Business, Featured - Written by Guest Blogger on Wednesday, June 25, 2008 11:26 - 9 Comments
Intoducing our first guest blogger: Stewart Mader
Several weeks ago we invited people to contact us if they were interested in being a guest blogger on wikinomics (and importantly, if they had an interesting story to tell). Today we are pleased to present our first guest blogger, Stewart Mader, the author of Wikipatterns (which Amazon just so happens to report is most frequently bought with wikinomics). Below is the first of a four-part series by Stewart that we will be publishing over the next few weeks:
I believe you can love what you do at work.

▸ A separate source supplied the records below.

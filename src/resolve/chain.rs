// src/resolve/chain.rs

use std::collections::VecDeque;
use std::fmt;

use tracing::debug;

use super::builtin::{EnvResolver, LiteralResolver, VariableResolver};
use super::context::Context;
use super::value::Resolution;
use super::ExprResolver;
use crate::errors::Result;

/// Ordered list of resolvers; the first one that does not decline wins.
///
/// Resolvers can be placed in front of the existing ones (`push_front`) or
/// after them (`push_back`). An error from any resolver stops the chain. An
/// empty chain declines everything.
#[derive(Default)]
pub struct ResolverChain {
    resolvers: VecDeque<Box<dyn ExprResolver>>,
}

impl ResolverChain {
    pub fn new() -> Self {
        Self::default()
    }

    /// Variables first, then `env.NAME`, then literals.
    pub fn standard() -> Self {
        let mut chain = Self::new();
        chain
            .push_back(VariableResolver)
            .push_back(EnvResolver)
            .push_back(LiteralResolver);
        chain
    }

    pub fn push_front(&mut self, resolver: impl ExprResolver + 'static) -> &mut Self {
        self.resolvers.push_front(Box::new(resolver));
        self
    }

    pub fn push_back(&mut self, resolver: impl ExprResolver + 'static) -> &mut Self {
        self.resolvers.push_back(Box::new(resolver));
        self
    }

    pub fn len(&self) -> usize {
        self.resolvers.len()
    }

    pub fn is_empty(&self) -> bool {
        self.resolvers.is_empty()
    }
}

impl ExprResolver for ResolverChain {
    fn evaluate(&self, ctx: &dyn Context, expression: &str) -> Result<Resolution> {
        for (idx, resolver) in self.resolvers.iter().enumerate() {
            let res = resolver.evaluate(ctx, expression)?;
            if !res.is_declined() {
                debug!(expression, resolver = idx, "expression resolved");
                return Ok(res);
            }
        }
        Ok(Resolution::Declined)
    }
}

impl fmt::Debug for ResolverChain {
    fn fmt(&self, f: &mut fmt::Formatter<'_>) -> fmt::Result {
        f.debug_struct("ResolverChain")
            .field("len", &self.resolvers.len())
            .finish()
    }
}
// src/exec/executor.rs

//! The process executor.
//!
//! An [`Executor`] wraps an immutable [`ExecutorConfig`] built through
//! [`ExecutorBuilder`]. It is cheap to clone and can be reused for any number
//! of executions; each execution is independent, except that a configured
//! [`Watchdog`] only monitors one execution at a time.

use std::path::{Path, PathBuf};
use std::process::ExitStatus;
use std::sync::Arc;
use std::time::Duration;

use tokio::process::Command;
use tokio::task::JoinHandle;
use tracing::{debug, info, warn};

use super::command_line::CommandLine;
use super::destroyer::ProcessDestroyer;
use super::env::Environment;
use super::handler::ResultHandler;
use super::policy::{ExitValuePolicy, INVALID_EXIT_VALUE};
use super::stream::{PumpStreamHandler, StreamHandler, StreamSession};
use super::watchdog::{WatchGuard, Watchdog};
use crate::errors::{ProcrunError, Result};

/// How long to wait for output pumps once the child has exited or was
/// killed. Grandchildren may keep the pipes open indefinitely.
const STREAM_DRAIN_TIMEOUT: Duration = Duration::from_secs(2);

#[derive(Debug, Clone)]
pub struct ExecutorConfig {
    exit_policy: ExitValuePolicy,
    stream_handler: Arc<dyn StreamHandler>,
    watchdog: Option<Watchdog>,
    process_destroyer: Option<Arc<dyn ProcessDestroyer>>,
    working_directory: Option<PathBuf>,
}

impl Default for ExecutorConfig {
    fn default() -> Self {
        Self {
            exit_policy: ExitValuePolicy::default(),
            stream_handler: Arc::new(PumpStreamHandler::logging()),
            watchdog: None,
            process_destroyer: None,
            working_directory: None,
        }
    }
}

impl ExecutorConfig {
    pub fn exit_policy(&self) -> &ExitValuePolicy {
        &self.exit_policy
    }

    pub fn stream_handler(&self) -> &Arc<dyn StreamHandler> {
        &self.stream_handler
    }

    pub fn watchdog(&self) -> Option<&Watchdog> {
        self.watchdog.as_ref()
    }

    pub fn process_destroyer(&self) -> Option<&Arc<dyn ProcessDestroyer>> {
        self.process_destroyer.as_ref()
    }

    /// `None` means the current working directory.
    pub fn working_directory(&self) -> Option<&Path> {
        self.working_directory.as_deref()
    }
}

/// Builder for [`Executor`]. Every setter overwrites what was set before.
#[derive(Debug, Clone, Default)]
pub struct ExecutorBuilder {
    config: ExecutorConfig,
}

impl ExecutorBuilder {
    pub fn new() -> Self {
        Self::default()
    }

    /// Accept exactly one exit code.
    pub fn exit_value(mut self, code: i32) -> Self {
        self.config.exit_policy = ExitValuePolicy::single(code);
        self
    }

    /// See [`ExitValuePolicy::from_values`].
    pub fn exit_values(mut self, codes: Option<&[i32]>) -> Self {
        self.config.exit_policy = ExitValuePolicy::from_values(codes);
        self
    }

    pub fn exit_policy(mut self, policy: ExitValuePolicy) -> Self {
        self.config.exit_policy = policy;
        self
    }

    pub fn stream_handler(mut self, handler: impl StreamHandler + 'static) -> Self {
        self.config.stream_handler = Arc::new(handler);
        self
    }

    pub fn shared_stream_handler(mut self, handler: Arc<dyn StreamHandler>) -> Self {
        self.config.stream_handler = handler;
        self
    }

    pub fn watchdog(mut self, watchdog: Watchdog) -> Self {
        self.config.watchdog = Some(watchdog);
        self
    }

    pub fn process_destroyer(mut self, destroyer: Arc<dyn ProcessDestroyer>) -> Self {
        self.config.process_destroyer = Some(destroyer);
        self
    }

    pub fn working_directory(mut self, dir: impl Into<PathBuf>) -> Self {
        self.config.working_directory = Some(dir.into());
        self
    }

    pub fn build(self) -> Executor {
        Executor {
            config: Arc::new(self.config),
        }
    }
}

#[derive(Debug, Clone, Default)]
pub struct Executor {
    config: Arc<ExecutorConfig>,
}

impl Executor {
    pub fn new() -> Self {
        Self::default()
    }

    pub fn builder() -> ExecutorBuilder {
        ExecutorBuilder::new()
    }

    pub fn config(&self) -> &ExecutorConfig {
        &self.config
    }

    pub fn exit_policy(&self) -> &ExitValuePolicy {
        self.config.exit_policy()
    }

    pub fn stream_handler(&self) -> &Arc<dyn StreamHandler> {
        self.config.stream_handler()
    }

    pub fn watchdog(&self) -> Option<&Watchdog> {
        self.config.watchdog()
    }

    pub fn process_destroyer(&self) -> Option<&Arc<dyn ProcessDestroyer>> {
        self.config.process_destroyer()
    }

    pub fn working_directory(&self) -> Option<&Path> {
        self.config.working_directory()
    }

    /// Run `cmd` with the inherited environment and wait for it to exit.
    ///
    /// Returns the exit code accepted by the exit-value policy.
    pub async fn execute(&self, cmd: &CommandLine) -> Result<i32> {
        run_process(&self.config, cmd, None).await
    }

    /// Run `cmd` with exactly `env` as its environment and wait for it to
    /// exit.
    pub async fn execute_with_env(&self, cmd: &CommandLine, env: &Environment) -> Result<i32> {
        run_process(&self.config, cmd, Some(env)).await
    }

    /// Start `cmd` in the background. `handler` is called exactly once with
    /// the outcome. Must be called from within a Tokio runtime.
    pub fn execute_async(
        &self,
        cmd: &CommandLine,
        handler: impl ResultHandler,
    ) -> JoinHandle<()> {
        self.spawn_execution(cmd.clone(), None, Box::new(handler))
    }

    /// Background variant of [`Self::execute_with_env`].
    pub fn execute_async_with_env(
        &self,
        cmd: &CommandLine,
        env: &Environment,
        handler: impl ResultHandler,
    ) -> JoinHandle<()> {
        self.spawn_execution(cmd.clone(), Some(env.clone()), Box::new(handler))
    }

    fn spawn_execution(
        &self,
        cmd: CommandLine,
        env: Option<Environment>,
        handler: Box<dyn ResultHandler>,
    ) -> JoinHandle<()> {
        let config = Arc::clone(&self.config);
        tokio::spawn(async move {
            let result = run_process(&config, &cmd, env.as_ref()).await;
            if let Err(ref e) = result {
                debug!(command = %cmd, error = %e, "async execution failed");
            }
            handler.handle(result);
        })
    }
}

async fn run_process(
    config: &ExecutorConfig,
    cmd: &CommandLine,
    env: Option<&Environment>,
) -> Result<i32> {
    let label = cmd.to_string();
    if config
        .process_destroyer
        .as_ref()
        .is_some_and(|d| d.is_shutting_down())
    {
        warn!(command = %label, "shutdown in progress; not starting process");
        return Err(ProcrunError::ShutdownInProgress(label));
    }

    let guard = config.watchdog.as_ref().map(Watchdog::start).transpose()?;

    let mut command = Command::new(cmd.program());
    command.args(cmd.arguments());
    if let Some(env) = env {
        command.env_clear().envs(env);
    }
    if let Some(ref dir) = config.working_directory {
        command.current_dir(dir);
    }
    config.stream_handler.configure(&mut command);
    command.kill_on_drop(true);

    let mut child = command.spawn().map_err(|source| ProcrunError::StartFailed {
        program: cmd.program().to_string(),
        source,
    })?;

    let pid = child.id();
    info!(
        command = %label,
        pid = ?pid,
        working_dir = ?config.working_directory,
        explicit_env = env.is_some(),
        "process started"
    );

    let registered = match (&config.process_destroyer, pid) {
        (Some(destroyer), Some(pid)) => {
            if !destroyer.add(pid) {
                // Nobody would kill this process on shutdown.
                warn!(command = %label, pid, "process destroyer refused registration; killing process");
                if let Err(e) = child.kill().await {
                    warn!(command = %label, error = %e, "failed to kill process");
                }
                return Err(ProcrunError::ShutdownInProgress(label));
            }
            Some((destroyer, pid))
        }
        _ => None,
    };

    let session = match config.stream_handler.start(&label, &mut child) {
        Ok(session) => session,
        Err(e) => {
            warn!(command = %label, error = %e, "stream handler failed to start; killing process");
            let _ = child.kill().await;
            if let Some((destroyer, pid)) = registered {
                destroyer.remove(pid);
            }
            return Err(e);
        }
    };

    let mut killed = false;
    let status = tokio::select! {
        status = child.wait() => status,
        _ = watchdog_expired(guard.as_ref()) => {
            warn!(command = %label, pid = ?pid, "watchdog fired; killing process");
            if let Err(e) = child.kill().await {
                warn!(command = %label, error = %e, "failed to kill process");
            }
            killed = true;
            if let Some(ref g) = guard {
                g.mark_killed();
            }
            child.wait().await
        }
    };

    if let Some((destroyer, pid)) = registered {
        destroyer.remove(pid);
    }

    let status = status?;

    if killed {
        session.finish_within(STREAM_DRAIN_TIMEOUT).await?;
    } else {
        drain_after_exit(session, guard.as_ref(), &label).await?;
    }

    let code = exit_code(status);
    info!(
        command = %label,
        exit_code = code,
        killed,
        policy = %config.exit_policy,
        "process exited"
    );

    if config.exit_policy.is_failure(code) {
        return Err(ProcrunError::ExitRejected {
            command: label,
            code,
        });
    }
    Ok(code)
}

/// The watchdog stays in charge while output drains, so a grandchild holding
/// the pipes cannot keep the execution alive past its deadline.
async fn drain_after_exit(
    session: StreamSession,
    guard: Option<&WatchGuard>,
    label: &str,
) -> Result<()> {
    let aborts = session.abort_handles();
    tokio::select! {
        biased;
        res = session.finish_within(STREAM_DRAIN_TIMEOUT) => res,
        _ = watchdog_expired(guard) => {
            warn!(command = %label, "watchdog fired while output was draining; abandoning remaining output");
            for a in aborts {
                a.abort();
            }
            Ok(())
        }
    }
}

async fn watchdog_expired(guard: Option<&WatchGuard>) {
    match guard {
        Some(g) => g.expired().await,
        None => std::future::pending().await,
    }
}

fn exit_code(status: ExitStatus) -> i32 {
    status.code().unwrap_or(INVALID_EXIT_VALUE)
}
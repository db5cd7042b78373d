// src/exec/destroyer.rs

//! Cleanup of still-running child processes when we are shutting down.

use std::collections::BTreeSet;
use std::fmt::Debug;
use std::sync::atomic::{AtomicBool, Ordering};
use std::sync::{Arc, Mutex};

use tokio::task::JoinHandle;
use tracing::{info, warn};

/// Registry of running child processes.
///
/// The executor adds each child after spawning it and removes it once the
/// child has exited. What happens to registered processes on shutdown is up
/// to the implementation.
pub trait ProcessDestroyer: Send + Sync + Debug {
    /// Register a running process. Returns `false` if it was not added.
    fn add(&self, pid: u32) -> bool;

    /// Forget a process. Returns `false` if it was not registered.
    fn remove(&self, pid: u32) -> bool;

    fn len(&self) -> usize;

    fn is_empty(&self) -> bool {
        self.len() == 0
    }

    /// Whether registered processes are being destroyed. Nothing new should
    /// be launched once this is true.
    fn is_shutting_down(&self) -> bool {
        false
    }
}

/// Kills every registered process when [`destroy_all`] runs, typically from
/// the Ctrl-C hook installed by [`install_ctrl_c_hook`].
///
/// [`destroy_all`]: ShutdownHookProcessDestroyer::destroy_all
/// [`install_ctrl_c_hook`]: ShutdownHookProcessDestroyer::install_ctrl_c_hook
#[derive(Debug, Default)]
pub struct ShutdownHookProcessDestroyer {
    pids: Mutex<BTreeSet<u32>>,
    shutting_down: AtomicBool,
}

impl ShutdownHookProcessDestroyer {
    pub fn new() -> Self {
        Self::default()
    }

    /// Registered pids, in ascending order.
    pub fn pids(&self) -> Vec<u32> {
        self.lock().iter().copied().collect()
    }

    /// Kill every registered process. Returns how many were signalled.
    ///
    /// Once called, new registrations are refused.
    pub fn destroy_all(&self) -> usize {
        self.shutting_down.store(true, Ordering::SeqCst);
        let pids = std::mem::take(&mut *self.lock());

        let mut killed = 0;
        for pid in pids {
            if kill_pid(pid) {
                killed += 1;
            }
        }
        info!(killed, "process destroyer finished");
        killed
    }

    /// Spawn a task that runs [`Self::destroy_all`] on Ctrl-C.
    pub fn install_ctrl_c_hook(self: &Arc<Self>) -> JoinHandle<()> {
        let this = Arc::clone(self);
        tokio::spawn(async move {
            if let Err(e) = tokio::signal::ctrl_c().await {
                warn!(error = %e, "failed to listen for Ctrl+C; process destroyer inactive");
                return;
            }
            info!("Ctrl+C received; destroying registered processes");
            this.destroy_all();
        })
    }

    fn lock(&self) -> std::sync::MutexGuard<'_, BTreeSet<u32>> {
        self.pids.lock().unwrap_or_else(|poisoned| poisoned.into_inner())
    }
}

impl ProcessDestroyer for ShutdownHookProcessDestroyer {
    fn add(&self, pid: u32) -> bool {
        if self.is_shutting_down() {
            warn!(pid, "shutdown in progress; refusing to register process");
            return false;
        }
        self.lock().insert(pid)
    }

    fn remove(&self, pid: u32) -> bool {
        self.lock().remove(&pid)
    }

    fn len(&self) -> usize {
        self.lock().len()
    }

    fn is_shutting_down(&self) -> bool {
        self.shutting_down.load(Ordering::SeqCst)
    }
}

#[cfg(unix)]
fn kill_pid(pid: u32) -> bool {
    use nix::sys::signal::{self, Signal};
    use nix::unistd::Pid;

    let Ok(raw) = i32::try_from(pid) else {
        warn!(pid, "pid out of range; cannot signal");
        return false;
    };

    match signal::kill(Pid::from_raw(raw), Signal::SIGKILL) {
        Ok(()) => {
            info!(pid, "sent SIGKILL");
            true
        }
        Err(e) => {
            warn!(pid, error = %e, "failed to send SIGKILL");
            false
        }
    }
}

#[cfg(not(unix))]
fn kill_pid(pid: u32) -> bool {
    warn!(pid, "process destruction by pid is not supported on this platform");
    false
}

#[cfg(test)]
mod tests {
    use super::*;

    #[test]
    fn add_and_remove_track_pids() {
        let d = ShutdownHookProcessDestroyer::new();
        assert!(d.is_empty());
        assert!(d.add(10));
        assert!(!d.add(10));
        assert!(d.add(11));
        assert_eq!(d.pids(), vec![10, 11]);
        assert!(d.remove(10));
        assert!(!d.remove(10));
        assert_eq!(d.len(), 1);
    }

    #[test]
    fn registrations_are_refused_after_destroy_all() {
        let d = ShutdownHookProcessDestroyer::new();
        assert_eq!(d.destroy_all(), 0);
        assert!(d.is_shutting_down());
        assert!(!d.add(42));
        assert!(d.is_empty());
    }
}
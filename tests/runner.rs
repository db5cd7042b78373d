#![cfg(unix)]

use std::error::Error;
use std::sync::Arc;

use procrun::errors::ProcrunError;
use procrun::exec::{PumpStreamHandler, ShutdownHookProcessDestroyer};
use procrun::resolve::ResolverChain;
use procrun::runner::{RunOptions, prepare_commands, run_commands};
use procrun_test_utils::builders::{CommandConfigBuilder, ConfigFileBuilder};
use procrun_test_utils::{init_tracing, with_timeout};

type TestResult = Result<(), Box<dyn Error>>;

fn names(list: &[&str]) -> Vec<String> {
    list.iter().map(|s| s.to_string()).collect()
}

#[test]
fn prepare_expands_vars_and_selects_by_name() -> TestResult {
    let cfg = ConfigFileBuilder::new()
        .with_var("target", "world")
        .with_command("greet", CommandConfigBuilder::new("echo hello-${target}").build())
        .with_command("other", CommandConfigBuilder::new("true").build())
        .build();

    let prepared = prepare_commands(&cfg, &names(&["greet"]), &ResolverChain::standard())?;
    assert_eq!(prepared.len(), 1);
    assert_eq!(prepared[0].name, "greet");
    assert_eq!(prepared[0].command_line.arguments(), &["hello-world"]);

    let all = prepare_commands(&cfg, &[], &ResolverChain::standard())?;
    assert_eq!(all.len(), 2);
    Ok(())
}

#[test]
fn unknown_command_name_is_reported() {
    let cfg = ConfigFileBuilder::new()
        .with_command("a", CommandConfigBuilder::new("true").build())
        .build();

    let err = prepare_commands(&cfg, &names(&["b"]), &ResolverChain::standard()).unwrap_err();
    assert!(matches!(err, ProcrunError::CommandNotFound(name) if name == "b"));
}

#[test]
fn unresolved_placeholder_fails_preparation() {
    let cfg = ConfigFileBuilder::new()
        .with_command("a", CommandConfigBuilder::new("echo ${missing}").build())
        .build();

    let err = prepare_commands(&cfg, &[], &ResolverChain::standard()).unwrap_err();
    assert!(matches!(err, ProcrunError::Expression(_)));
}

fn options(parallel: bool) -> (RunOptions, procrun::exec::CapturedOutput) {
    let (handler, stdout, _stderr) = PumpStreamHandler::capturing();
    let opts = RunOptions {
        parallel,
        stream_handler: Arc::new(handler),
        destroyer: Some(Arc::new(ShutdownHookProcessDestroyer::new())),
    };
    (opts, stdout)
}

#[tokio::test]
async fn sequential_run_reports_each_outcome() -> TestResult {
    init_tracing();
    let cfg = ConfigFileBuilder::new()
        .inherit_env(false)
        .with_env("FOO", "bar")
        .with_command("a_ok", CommandConfigBuilder::new("/bin/sh -c 'printf %s \"$FOO\"'").build())
        .with_command("b_fail", CommandConfigBuilder::new("/bin/sh -c 'exit 2'").build())
        .with_command(
            "c_allowed",
            CommandConfigBuilder::new("/bin/sh -c 'exit 2'").exit_values(&[2]).build(),
        )
        .build();

    let (opts, stdout) = options(false);
    let commands = prepare_commands(&cfg, &[], &ResolverChain::standard())?;
    let summary = with_timeout(run_commands(commands, &opts)).await;

    assert_eq!(summary.outcomes.len(), 3);
    assert_eq!(summary.outcomes[0].result.as_ref().ok(), Some(&0));
    assert_eq!(summary.outcomes[1].result.as_ref().err().and_then(|e| e.exit_code()), Some(2));
    assert_eq!(summary.outcomes[2].result.as_ref().ok(), Some(&2));
    assert!(!summary.all_succeeded());
    assert_eq!(summary.failures().count(), 1);
    assert_eq!(stdout.text(), "bar");
    Ok(())
}

#[tokio::test]
async fn parallel_run_marks_timed_out_commands() -> TestResult {
    init_tracing();
    let cfg = ConfigFileBuilder::new()
        .with_command("fast", CommandConfigBuilder::new("true").build())
        .with_command("slow", CommandConfigBuilder::new("sleep 30").timeout("200ms").build())
        .build();

    let (opts, _stdout) = options(true);
    let commands = prepare_commands(&cfg, &[], &ResolverChain::standard())?;
    let summary = with_timeout(run_commands(commands, &opts)).await;

    let fast = &summary.outcomes[0];
    let slow = &summary.outcomes[1];
    assert_eq!(fast.name, "fast");
    assert!(fast.result.is_ok());
    assert!(!fast.timed_out);
    assert_eq!(slow.name, "slow");
    assert!(slow.result.is_err());
    assert!(slow.timed_out);
    Ok(())
}

#[tokio::test]
async fn run_stops_dispatching_once_shutdown_started() -> TestResult {
    init_tracing();
    let cfg = ConfigFileBuilder::new()
        .with_command("a", CommandConfigBuilder::new("true").build())
        .with_command("b", CommandConfigBuilder::new("true").build())
        .build();

    let destroyer = Arc::new(ShutdownHookProcessDestroyer::new());
    destroyer.destroy_all();

    for parallel in [false, true] {
        let opts = RunOptions {
            parallel,
            stream_handler: Arc::new(PumpStreamHandler::logging()),
            destroyer: Some(destroyer.clone()),
        };
        let commands = prepare_commands(&cfg, &[], &ResolverChain::standard())?;
        let summary = with_timeout(run_commands(commands, &opts)).await;

        assert_eq!(summary.outcomes.len(), 2);
        assert_eq!(summary.failures().count(), 2);
        for o in &summary.outcomes {
            assert!(matches!(&o.result, Err(ProcrunError::ShutdownInProgress(n)) if *n == o.name));
            assert!(!o.timed_out);
        }
    }
    Ok(())
}
use std::sync::{Arc, Mutex};

use procrun::errors::Result;
use procrun::exec::ResultHandler;

/// What a [`RecordingHandler`] saw.
#[derive(Debug, Clone, PartialEq, Eq)]
pub enum Recorded {
    Completed(i32),
    Failed(String),
}

/// Result handler that appends every invocation to a shared log, so tests
/// can assert it was called exactly once.
#[derive(Debug, Clone, Default)]
pub struct RecordingHandler {
    calls: Arc<Mutex<Vec<Recorded>>>,
}

impl RecordingHandler {
    pub fn new() -> Self {
        Self::default()
    }

    pub fn calls(&self) -> Vec<Recorded> {
        self.calls.lock().unwrap().clone()
    }
}

impl ResultHandler for RecordingHandler {
    fn handle(self: Box<Self>, result: Result<i32>) {
        let entry = match result {
            Ok(code) => Recorded::Completed(code),
            Err(e) => Recorded::Failed(e.to_string()),
        };
        self.calls.lock().unwrap().push(entry);
    }
}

When I look at the sore subjects of work – email overload, unfocused meetings, and the confusion & misunderstandings that drag down projects – I see opportunity. A grand opportunity to take a step back, get a clear perspective on what really matters, and fix these things so that work can become meaningful and fulfilling.
Hi, I’m Stewart Mader, and I’m pleased to have been invited to guest blog with the Wikinomics team. That paragraph above is from my blog Grow Your Wiki, and it’s my call to action to people inside organizations who feel disempowered by existing tools and business processes.
I’ve been working with wikis for five years, ever since I built my first wiki community for collaborative science curriculum development, and I think the paradigm shift it represents – direct user editing of the content on a web page – is as significant as the Internet itself. When Tim Berners-Lee created the WorldWideWeb, he envisioned it as a “creative space to share and edit information and build a common hypertext (info.cern.ch)” and wikis enable people to do just that.
Growing wiki use in your organization is worthwhile because it creates an environment where everyone is empowered to directly make things happen, which gives people a deeper sense of purpose and accomplishment. That’s not something I can say for most other tools, like email. It’s essential if you want to build a successful new venture, or ensure the relevance and success of an existing organization in this rapidly changing world.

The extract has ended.